The tank is 12L x 6W x 8H 
I would like to have hair grass or java moss, and then 2 or 3 other kinds of plants. I don't know which lights to get, my tank doesn't have a hood so I will have to buy one as well. I also know I will need to buy some Co2 liquid. I know I will need 1- 1 1/2 inches organic soil, and gravel to put over it. I don't think I will need a filter, I plan to do 25% water changes weekly. For the heater, I plan to get a 25 watt or smaller. Also I will probably need to buy my plants online, if you have bought plants online, what site do you recommend?


----------



## mattdocs12345 (Oct 13, 2014)

I assume this is plants only tank and not a betta tank. Otherwise you will need to do twice weekly 100% water changes and daily prime. Or cycle the tank and do twice weekly 50% water changes and monthly 100%.


----------



## KatieM95 (Nov 27, 2014)

I want a betta in there. I was going to stick him or her on a small end table, but the more I search the internet, it just seems better to get a bigger tank. I was actually thinking of just buying a stand that I found for $40 and getting a 10 gallon tank. If got a bigger tank I could put a filter in there and cycle it.


----------



## andakin (Aug 10, 2009)

It's a good idea to start with a bigger tank to avoid the inevitable upgrade down the road. 10 gallon starter kits are reasonably priced.


----------



## RussellTheShihTzu (Mar 19, 2013)

+1^ If you're like most of us you'll upgrade to a bigger tank, anyway.

I have this tank which I really love. I was actually surprised at how much I like it. Plenty big enough for plants to grow well and for my Betta and some smaller Nano fish.. The only thing I did was change to the linked filter. TrueAqua is offering Betta Fish members 40% off site-wide and 20% off clearance items.

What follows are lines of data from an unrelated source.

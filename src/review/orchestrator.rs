use super::{Reviewer, render};
use crate::types::ReviewResult;
use std::path::Path;
use tracing::{error, info};

pub const EXIT_FAILURE: i32 = 1;

/// Review one document from the command line and report the result
///
/// Results are logged line by line, or written to `output` as `.md` or `.json`.
/// Returns the process exit code: 0 when the review completed, 1 on any error.
pub async fn review_and_report(reviewer: &Reviewer, file: &Path, output: Option<&str>) -> i32 {
    info!("Analyzing resolution {}", file.display());
    let result = match reviewer.review_resolution(file).await {
        Ok(result) => result,
        Err(e) => {
            error!("An error occurred ({}): {}", e.kind(), e);
            return EXIT_FAILURE;
        }
    };

    info!(
        "Review complete: {} template violations, {} formatting violations",
        result.template_violations.len(),
        result.formatting_violations.len()
    );
    if result.is_clean() {
        info!("No violations found");
    }

    match output {
        Some(path) => match write_output(path, &result) {
            Ok(()) => {
                info!("Results written to {}", path);
                0
            }
            Err(e) => {
                error!("{}", e);
                EXIT_FAILURE
            }
        },
        None => {
            for line in render::format_review(&result).lines() {
                info!("{}", line);
            }
            0
        }
    }
}

/// Write a review to file in JSON or Markdown format
fn write_output(path: &str, result: &ReviewResult) -> anyhow::Result<()> {
    let content = if path.ends_with(".json") {
        serde_json::to_string_pretty(result)?
    } else if path.ends_with(".md") {
        render::format_review(result)
    } else {
        anyhow::bail!("Output file must end with .md or .json");
    };

    std::fs::write(path, content)
        .map_err(|e| anyhow::anyhow!("Failed to write output file {}: {}", path, e))?;
    Ok(())
}
//! `sitenav check` command implementation.

use clap::Args;

use super::{SourceArgs, resolve_site};
use crate::error::CliError;
use crate::output::Output;

/// Arguments for the check command.
#[derive(Args)]
pub(crate) struct CheckArgs {
    #[command(flatten)]
    source: SourceArgs,

    /// Treat warnings as errors.
    #[arg(long)]
    deny_warnings: bool,
}

impl CheckArgs {
    pub(crate) fn execute(self) -> Result<(), CliError> {
        let output = Output::new();
        let config = self.source.load_config(None)?;

        output.info(&format!(
            "Source: {}",
            config.site_resolved.source.display()
        ));

        let resolution = resolve_site(&config, &output)?;
        let model = &resolution.model;

        output.highlight(&model.site().title);
        output.info(&format!(
            "{} nav entries, {} sidebar sections, {} routes",
            model.nav_entries().len(),
            model.sidebar().len(),
            model.routes().len()
        ));

        if self.deny_warnings && !resolution.warnings.is_empty() {
            return Err(CliError::Validation(format!(
                "{} warning(s) found",
                resolution.warnings.len()
            )));
        }

        output.success("Site description is valid");
        Ok(())
    }
}
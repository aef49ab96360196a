//! Loading site descriptions from JSON, YAML or TOML.

use std::fmt;
use std::path::{Path, PathBuf};
use std::str::FromStr;

use crate::description::SiteDescription;

/// Serialization format of a site description file.
#[derive(Clone, Copy, Debug, PartialEq, Eq)]
pub enum DescriptionFormat {
    Json,
    Yaml,
    Toml,
}

impl DescriptionFormat {
    /// Infer the format from a file extension.
    #[must_use]
    pub fn from_path(path: &Path) -> Option<Self> {
        let ext = path.extension()?.to_str()?.to_ascii_lowercase();
        ext.parse().ok()
    }
}

impl FromStr for DescriptionFormat {
    type Err = SourceError;

    fn from_str(s: &str) -> Result<Self, Self::Err> {
        match s.to_ascii_lowercase().as_str() {
            "json" => Ok(Self::Json),
            "yaml" | "yml" => Ok(Self::Yaml),
            "toml" => Ok(Self::Toml),
            other => Err(SourceError::UnsupportedFormat(other.to_owned())),
        }
    }
}

impl fmt::Display for DescriptionFormat {
    fn fmt(&self, f: &mut fmt::Formatter<'_>) -> fmt::Result {
        f.write_str(match self {
            Self::Json => "json",
            Self::Yaml => "yaml",
            Self::Toml => "toml",
        })
    }
}

/// Error loading a site description.
#[derive(Debug, thiserror::Error)]
pub enum SourceError {
    /// Description file not found.
    #[error("Site description not found: {}", .0.display())]
    NotFound(PathBuf),
    /// I/O error.
    #[error("I/O error: {0}")]
    Io(#[from] std::io::Error),
    /// JSON parsing error.
    #[error("JSON parse error: {0}")]
    Json(#[from] serde_json::Error),
    /// YAML parsing error.
    #[error("YAML parse error: {0}")]
    Yaml(#[from] serde_yaml::Error),
    /// TOML parsing error.
    #[error("TOML parse error: {0}")]
    Toml(#[from] toml::de::Error),
    /// Unknown format name or file extension.
    #[error("Unsupported site description format: {0}")]
    UnsupportedFormat(String),
}

/// Parse a site description from a string.
///
/// # Errors
///
/// Returns an error if the content is not valid for `format`.
pub fn parse_description(
    content: &str,
    format: DescriptionFormat,
) -> Result<SiteDescription, SourceError> {
    let description = match format {
        DescriptionFormat::Json => serde_json::from_str(content)?,
        DescriptionFormat::Yaml => serde_yaml::from_str(content)?,
        DescriptionFormat::Toml => toml::from_str(content)?,
    };
    Ok(description)
}

/// Load a site description from a file.
///
/// If `format` is `None`, it is inferred from the file extension.
///
/// # Errors
///
/// Returns an error if the file is missing, unreadable, has an unknown
/// extension, or fails to parse.
pub fn load_description(
    path: &Path,
    format: Option<DescriptionFormat>,
) -> Result<SiteDescription, SourceError> {
    if !path.exists() {
        return Err(SourceError::NotFound(path.to_path_buf()));
    }
    let format = match format {
        Some(format) => format,
        None => DescriptionFormat::from_path(path).ok_or_else(|| {
            SourceError::UnsupportedFormat(path.display().to_string())
        })?,
    };
    let content = std::fs::read_to_string(path)?;
    tracing::debug!(path = %path.display(), %format, "Loading site description");
    parse_description(&content, format)
}

#[cfg(test)]
mod tests {
    use pretty_assertions::assert_eq;

    use super::*;
    use crate::resolve;

    const JSON: &str = r#"{
        "title": "Cryptography 101",
        "description": "A complete guide to cryptography and its role in CTF challenges.",
        "nav": [{"text": "Home", "link": "/"}],
        "sidebar": {
            "/": [
                {"text": "Introduction", "link": "/"},
                {"text": "History of Cryptography", "collapsed": "True", "items": [
                    {"text": "History", "link": "/history/intro"}
                ]}
            ]
        }
    }"#;

    const YAML: &str = r#"
title: Cryptography 101
description: A complete guide to cryptography and its role in CTF challenges.
nav:
  - text: Home
    link: /
sidebar:
  /:
    - text: Introduction
      link: /
    - text: History of Cryptography
      collapsed: "True"
      items:
        - text: History
          link: /history/intro
"#;

    const TOML: &str = r#"
title = "Cryptography 101"
description = "A complete guide to cryptography and its role in CTF challenges."

[[nav]]
text = "Home"
link = "/"

[[sidebar."/"]]
text = "Introduction"
link = "/"

[[sidebar."/"]]
text = "History of Cryptography"
collapsed = "True"
items = [{ text = "History", link = "/history/intro" }]
"#;

    #[test]
    fn test_formats_resolve_to_equal_models() {
        let json = parse_description(JSON, DescriptionFormat::Json).unwrap();
        let yaml = parse_description(YAML, DescriptionFormat::Yaml).unwrap();
        let toml = parse_description(TOML, DescriptionFormat::Toml).unwrap();

        assert_eq!(json, yaml);
        assert_eq!(json, toml);

        let resolved = resolve(&json).unwrap();
        assert_eq!(resolved, resolve(&yaml).unwrap());
        assert_eq!(resolved, resolve(&toml).unwrap());
        assert_eq!(resolved.warnings.len(), 1);
    }

    #[test]
    fn test_toml_keeps_section_order() {
        let toml = r#"
title = "Cryptography 101"
description = "A complete guide to cryptography and its role in CTF challenges."

[[sidebar."/zeta/"]]
text = "Zeta"
link = "/zeta/intro"

[[sidebar."/alpha/"]]
text = "Alpha"
link = "/alpha/intro"
"#;
        let yaml = r#"
title: Cryptography 101
description: A complete guide to cryptography and its role in CTF challenges.
sidebar:
  /zeta/:
    - text: Zeta
      link: /zeta/intro
  /alpha/:
    - text: Alpha
      link: /alpha/intro
"#;
        let from_toml = parse_description(toml, DescriptionFormat::Toml).unwrap();
        let from_yaml = parse_description(yaml, DescriptionFormat::Yaml).unwrap();

        let prefixes: Vec<_> = from_toml.theme.sidebar.iter().map(|(p, _)| p).collect();
        assert_eq!(prefixes, vec!["/zeta/", "/alpha/"]);
        assert_eq!(from_toml, from_yaml);

        let model = resolve(&from_toml).unwrap().model;
        assert_eq!(model.sidebar()[0].prefix, "/zeta/");
        assert_eq!(model.routes()[0].path, "/zeta/intro");
    }

    #[test]
    fn test_format_from_path() {
        assert_eq!(
            DescriptionFormat::from_path(Path::new("site.json")),
            Some(DescriptionFormat::Json)
        );
        assert_eq!(
            DescriptionFormat::from_path(Path::new("site.YML")),
            Some(DescriptionFormat::Yaml)
        );
        assert_eq!(
            DescriptionFormat::from_path(Path::new("site.toml")),
            Some(DescriptionFormat::Toml)
        );
        assert_eq!(DescriptionFormat::from_path(Path::new("site.js")), None);
        assert_eq!(DescriptionFormat::from_path(Path::new("site")), None);
    }

    #[test]
    fn test_load_from_file() {
        let dir = tempfile::tempdir().unwrap();
        let path = dir.path().join("site.yaml");
        std::fs::write(&path, YAML).unwrap();

        let description = load_description(&path, None).unwrap();
        assert_eq!(description.title, "Cryptography 101");
    }

    #[test]
    fn test_load_with_explicit_format() {
        let dir = tempfile::tempdir().unwrap();
        let path = dir.path().join("site.conf");
        std::fs::write(&path, JSON).unwrap();

        assert!(matches!(
            load_description(&path, None),
            Err(SourceError::UnsupportedFormat(_))
        ));
        let description = load_description(&path, Some(DescriptionFormat::Json)).unwrap();
        assert_eq!(description.theme.nav.len(), 1);
    }

    #[test]
    fn test_load_missing_file() {
        let result = load_description(Path::new("/nonexistent/site.yaml"), None);
        assert!(matches!(result, Err(SourceError::NotFound(_))));
    }

    #[test]
    fn test_parse_error() {
        let result = parse_description("title: [unclosed", DescriptionFormat::Yaml);
        assert!(matches!(result, Err(SourceError::Yaml(_))));
    }
}
impl Resolver {
    /// Create a resolver with the given options.
    #[must_use]
    pub fn new(options: ResolveOptions) -> Self {
        Self { options }
    }

    /// Resolver options.
    #[must_use]
    pub fn options(&self) -> ResolveOptions {
        self.options
    }

    /// Resolve a site description.
    ///
    /// # Errors
    ///
    /// Returns the first [`ResolveError`] found; no partial model is produced.
    pub fn resolve(&self, description: &SiteDescription) -> Result<Resolution, ResolveError> {
        let mut walker = Walker::new(self.options, &description.groups);

        require_non_empty(&description.title, "title", "site")?;
        require_non_empty(&description.description, "description", "site")?;

        walker.report_unknown_fields(&description.theme.extra, "site");
        if let Some(nested) = &description.theme_config {
            walker.report_unknown_fields(&nested.extra, "themeConfig");
        }
        let theme = merge_theme(description)?;

        let mut nav_entries = Vec::with_capacity(theme.nav.len());
        for (i, entry) in theme.nav.iter().enumerate() {
            let location = format!("nav[{i}]");
            walker.report_unknown_fields(&entry.extra, &location);
            nav_entries.push(self.resolve_nav_entry(entry, &location)?);
        }

        let social_links = theme
            .social_links
            .iter()
            .enumerate()
            .map(|(i, link)| validate_social_link(link, i))
            .collect::<Result<Vec<_>, _>>()?;

        let mut sidebar = Vec::with_capacity(theme.sidebar.len());
        let mut prefixes: HashMap<&str, &str> = HashMap::new();
        for (prefix, items) in theme.sidebar.iter() {
            let location = format!("sidebar[{prefix}]");
            let invalid = |reason: String| ResolveError::InvalidTarget {
                target: prefix.to_owned(),
                location: location.clone(),
                reason,
            };
            if !prefix.starts_with('/') {
                return Err(invalid("sidebar prefix must start with '/'".to_owned()));
            }
            if let Some(first) = prefixes.insert(prefix.trim_end_matches('/'), prefix) {
                return Err(invalid(format!(
                    "duplicate sidebar prefix, already declared as `{first}`"
                )));
            }
            let mut trail = Vec::new();
            let items = walker.walk_items(items, prefix, &location, &mut trail)?;
            sidebar.push(SidebarSection {
                prefix: prefix.to_owned(),
                items,
            });
        }

        let last_updated = match &theme.last_updated {
            Some(value) => walker.coerce_flag(value, "lastUpdated", "site")?,
            None => false,
        };

        let site = SiteInfo {
            title: description.title.clone(),
            description: description.description.clone(),
            logo: theme.logo.clone(),
            search_provider: theme.search.as_ref().map(|s| s.provider.clone()),
            footer: theme.footer.clone(),
            edit_link: theme.edit_link.clone(),
            last_updated,
            head: description.head.clone(),
        };

        tracing::debug!(
            nav_entries = nav_entries.len(),
            sections = sidebar.len(),
            routes = walker.routes.len(),
            warnings = walker.warnings.len(),
            "Site description resolved"
        );

        let model = ResolvedModel::new(
            site,
            nav_entries,
            sidebar,
            walker.routes,
            social_links,
            self.options.clean_urls,
        );

        Ok(Resolution {
            model,
            warnings: walker.warnings,
        })
    }

    fn resolve_nav_entry(
        &self,
        entry: &NavEntry,
        location: &str,
    ) -> Result<ResolvedNavEntry, ResolveError> {
        let label = entry.text.as_deref().unwrap_or_default();
        require_non_empty(label, "text", location)?;
        let raw = entry.link.as_deref().unwrap_or_default();
        let target = match classify_target(raw, self.options.clean_urls) {
            Ok(Target::Internal(route)) => NavTarget::Internal(route.path),
            Ok(Target::External(url)) => NavTarget::External(url.to_string()),
            Err(reason) => {
                return Err(ResolveError::InvalidTarget {
                    target: raw.to_owned(),
                    location: format!("{location} > {label}"),
                    reason: reason.to_owned(),
                });
            }
        };
        Ok(ResolvedNavEntry {
            label: label.to_owned(),
            target,
        })
    }
}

If you see anything of interest send me PM.

I grow plants quite well in the tank with the lights provided and use black sand substrate (Anubias, Cryptocoryne, Dwarf Hairgrass, Swords, Java Moss and Subwassertang). No liquid CO2 but I do use root and iron tabs and Seachem Flourish Comprehensive.

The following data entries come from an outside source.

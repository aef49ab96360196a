//! Link target classification and route path normalization.

use url::Url;

/// Classified link target.
#[derive(Debug, PartialEq, Eq)]
pub(crate) enum Target {
    /// Internal route path, normalized.
    Internal(RoutePath),
    /// Absolute external URL.
    External(Url),
}

/// Classify a link target as an internal route or an external URL.
///
/// Returns a short reason on failure, used in [`ResolveError::InvalidTarget`](crate::ResolveError).
pub(crate) fn classify_target(raw: &str, clean_urls: bool) -> Result<Target, &'static str> {
    let raw = raw.trim();
    if raw.is_empty() {
        return Err("target is empty");
    }
    if raw.starts_with('/') {
        return parse_route(raw, clean_urls).map(Target::Internal);
    }
    let url = Url::parse(raw).map_err(|_| "not a route path or absolute URL")?;
    if url.has_host() || url.scheme() == "mailto" {
        Ok(Target::External(url))
    } else {
        Err("URL has no host")
    }
}

/// Normalized internal route path.
#[derive(Debug, PartialEq, Eq)]
pub(crate) struct RoutePath {
    pub path: String,
    /// Served from a directory index (`/guide/`, `/guide/index.html`).
    pub directory: bool,
}

/// Validate and normalize an internal route path.
///
/// With `clean_urls`, `/guide/`, `/guide.html`, `/guide.md` and
/// `/guide/index.html` all normalize to `/guide`. The root path is always `/`.
pub(crate) fn normalize_route(raw: &str, clean_urls: bool) -> Result<String, &'static str> {
    parse_route(raw, clean_urls).map(|route| route.path)
}

/// Validate and normalize an internal route path, keeping track of whether it
/// names a directory index.
pub(crate) fn parse_route(raw: &str, clean_urls: bool) -> Result<RoutePath, &'static str> {
    if !raw.starts_with('/') {
        return Err("route path must start with '/'");
    }
    if raw.starts_with("//") {
        return Err("protocol-relative URLs are not route paths");
    }
    if raw.chars().any(char::is_whitespace) {
        return Err("route path contains whitespace");
    }
    if raw.contains(['?', '#']) {
        return Err("route path contains a query or fragment");
    }
    if raw.split('/').any(|segment| segment == "..") {
        return Err("route path contains '..'");
    }

    let stem = strip_page_extension(raw);
    let directory = raw.ends_with('/') || last_segment(stem) == "index";

    if !clean_urls {
        return Ok(RoutePath {
            path: raw.to_owned(),
            directory,
        });
    }

    let stem = match stem.strip_suffix("index") {
        Some(parent) if parent.ends_with('/') => parent,
        _ => stem,
    };
    let path = stem.trim_end_matches('/');
    Ok(RoutePath {
        path: if path.is_empty() {
            "/".to_owned()
        } else {
            path.to_owned()
        },
        directory,
    })
}

fn strip_page_extension(path: &str) -> &str {
    [".html", ".md"]
        .iter()
        .find_map(|ext| path.strip_suffix(ext))
        .unwrap_or(path)
}

fn last_segment(path: &str) -> &str {
    path.rsplit('/').next().unwrap_or_default()
}

/// Source file path (relative, without leading slash) of a route.
///
/// Directory routes map to `index.md` inside the directory.
pub(crate) fn source_file(route: &str, directory: bool) -> String {
    let stem = strip_page_extension(route.trim_matches('/'));
    if stem.is_empty() {
        "index.md".to_owned()
    } else if directory && last_segment(stem) != "index" {
        format!("{stem}/index.md")
    } else {
        format!("{stem}.md")
    }
}

/// Check whether `path` falls under the sidebar `prefix`.
pub(crate) fn matches_prefix(path: &str, prefix: &str) -> bool {
    let prefix = prefix.trim_end_matches('/');
    if prefix.is_empty() {
        return true;
    }
    path == prefix
        || path
            .strip_prefix(prefix)
            .is_some_and(|rest| rest.starts_with('/'))
}

#[cfg(test)]
mod tests {
    use super::*;

    #[test]
    fn test_normalize_clean_urls() {
        assert_eq!(normalize_route("/", true).unwrap(), "/");
        assert_eq!(normalize_route("/tools", true).unwrap(), "/tools");
        assert_eq!(normalize_route("/tools/", true).unwrap(), "/tools");
        assert_eq!(normalize_route("/tools.html", true).unwrap(), "/tools");
        assert_eq!(normalize_route("/tools.md", true).unwrap(), "/tools");
        assert_eq!(normalize_route("/index.html", true).unwrap(), "/");
        assert_eq!(normalize_route("/history/index.md", true).unwrap(), "/history");
        assert_eq!(normalize_route("/reindex", true).unwrap(), "/reindex");
    }

    #[test]
    fn test_normalize_verbatim_without_clean_urls() {
        assert_eq!(normalize_route("/tools/", false).unwrap(), "/tools/");
        assert_eq!(normalize_route("/tools.html", false).unwrap(), "/tools.html");
    }

    #[test]
    fn test_normalize_rejects_malformed() {
        assert!(normalize_route("tools", true).is_err());
        assert!(normalize_route("//cdn.example.com/x", true).is_err());
        assert!(normalize_route("/a b", true).is_err());
        assert!(normalize_route("/a?x=1", true).is_err());
        assert!(normalize_route("/a#frag", true).is_err());
        assert!(normalize_route("/a/../b", true).is_err());
    }

    #[test]
    fn test_classify_internal_and_external() {
        assert_eq!(
            classify_target("/books", true).unwrap(),
            Target::Internal(RoutePath {
                path: "/books".to_owned(),
                directory: false,
            })
        );
        assert!(matches!(
            classify_target("https://github.com/crypt0-wizard", true).unwrap(),
            Target::External(_)
        ));
        assert!(matches!(
            classify_target("mailto:team@example.com", true).unwrap(),
            Target::External(_)
        ));
    }

    #[test]
    fn test_classify_rejects_garbage() {
        assert_eq!(classify_target("", true), Err("target is empty"));
        assert_eq!(classify_target("   ", true), Err("target is empty"));
        assert!(classify_target("books", true).is_err());
        assert!(classify_target("https://", true).is_err());
    }

    #[test]
    fn test_directory_routes() {
        for raw in ["/history/", "/history/index", "/history/index.html", "/index.md", "/"] {
            assert!(parse_route(raw, true).unwrap().directory, "{raw}");
        }
        for raw in ["/history", "/history.html", "/reindex"] {
            assert!(!parse_route(raw, true).unwrap().directory, "{raw}");
        }
        assert_eq!(
            parse_route("/history/index.html", false).unwrap(),
            RoutePath {
                path: "/history/index.html".to_owned(),
                directory: true,
            }
        );
    }

    #[test]
    fn test_source_file() {
        assert_eq!(source_file("/", true), "index.md");
        assert_eq!(source_file("/hashing/intro", false), "hashing/intro.md");
        assert_eq!(source_file("/guide", true), "guide/index.md");
        assert_eq!(source_file("/guide/", true), "guide/index.md");
        assert_eq!(source_file("/guide/index.html", true), "guide/index.md");
        assert_eq!(source_file("/tools.html", false), "tools.md");
    }

    #[test]
    fn test_matches_prefix() {
        assert!(matches_prefix("/anything", "/"));
        assert!(matches_prefix("/hashing", "/hashing/"));
        assert!(matches_prefix("/hashing/md5", "/hashing/"));
        assert!(!matches_prefix("/hashingx", "/hashing/"));
        assert!(!matches_prefix("/history", "/hashing"));
    }
}
//! `sitenav export` command implementation.

use std::path::PathBuf;

use clap::Args;
use serde::Serialize;
use sitenav_model::{ResolveWarning, ResolvedModel};

use super::{SourceArgs, resolve_site};
use crate::error::CliError;
use crate::output::Output;

/// Arguments for the export command.
#[derive(Args)]
pub(crate) struct ExportArgs {
    #[command(flatten)]
    source: SourceArgs,

    /// Write JSON to this file instead of stdout.
    #[arg(short, long)]
    output: Option<PathBuf>,

    /// Emit compact JSON (overrides config).
    #[arg(long)]
    compact: bool,
}

/// Exported document: the model plus warnings raised while resolving it.
#[derive(Serialize)]
struct Export<'a> {
    model: &'a ResolvedModel,
    warnings: &'a [ResolveWarning],
}

impl ExportArgs {
    pub(crate) fn execute(self) -> Result<(), CliError> {
        let output = Output::new();
        let config = self.source.load_config(self.compact.then_some(false))?;
        let resolution = resolve_site(&config, &output)?;

        let export = Export {
            model: &resolution.model,
            warnings: &resolution.warnings,
        };
        let json = if config.output.pretty {
            serde_json::to_string_pretty(&export)?
        } else {
            serde_json::to_string(&export)?
        };

        match self.output {
            Some(path) => {
                std::fs::write(&path, json)?;
                output.success(&format!("Model written to {}", path.display()));
            }
            None => output.data(&json)?,
        }

        Ok(())
    }
}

With discounts the tank would be $34.00 and actually holds eight gallons.
SC380 Semi-Circle Aquarium System Black/Gray

The filter around $10; turn the spraybar to the tank wall and it is baffled.
IFS10 Aquarium Internal Filter

The thermometer around $9.00.
AQUATOP Aquarium Submersible Glass Heater 50W GH50

www.plantedaquariumscentral.com offers Betta Fish members a 10% discount and has great plants. I have the code for that one, too. www.bambplants.com is another place I buy; especially Anubias which are great, low-light, low-tech plants.

Welcome to the forum!!!


----------



## KatieM95 (Nov 27, 2014)

Thanks! I'm so excited now, crazy good deal on that tank.


----------



## andakin (Aug 10, 2009)

Lots of great Black Friday deals to be had at the large chain stores like Petsmart and Petco.


----------



## RussellTheShihTzu (Mar 19, 2013)

I should have mentioned these codes are for Black Friday and good through Monday-only. Shipping is free but there is a handling charge on the tank (think it's $6.00). I was surprised that the curve doesn't distort the view.


----------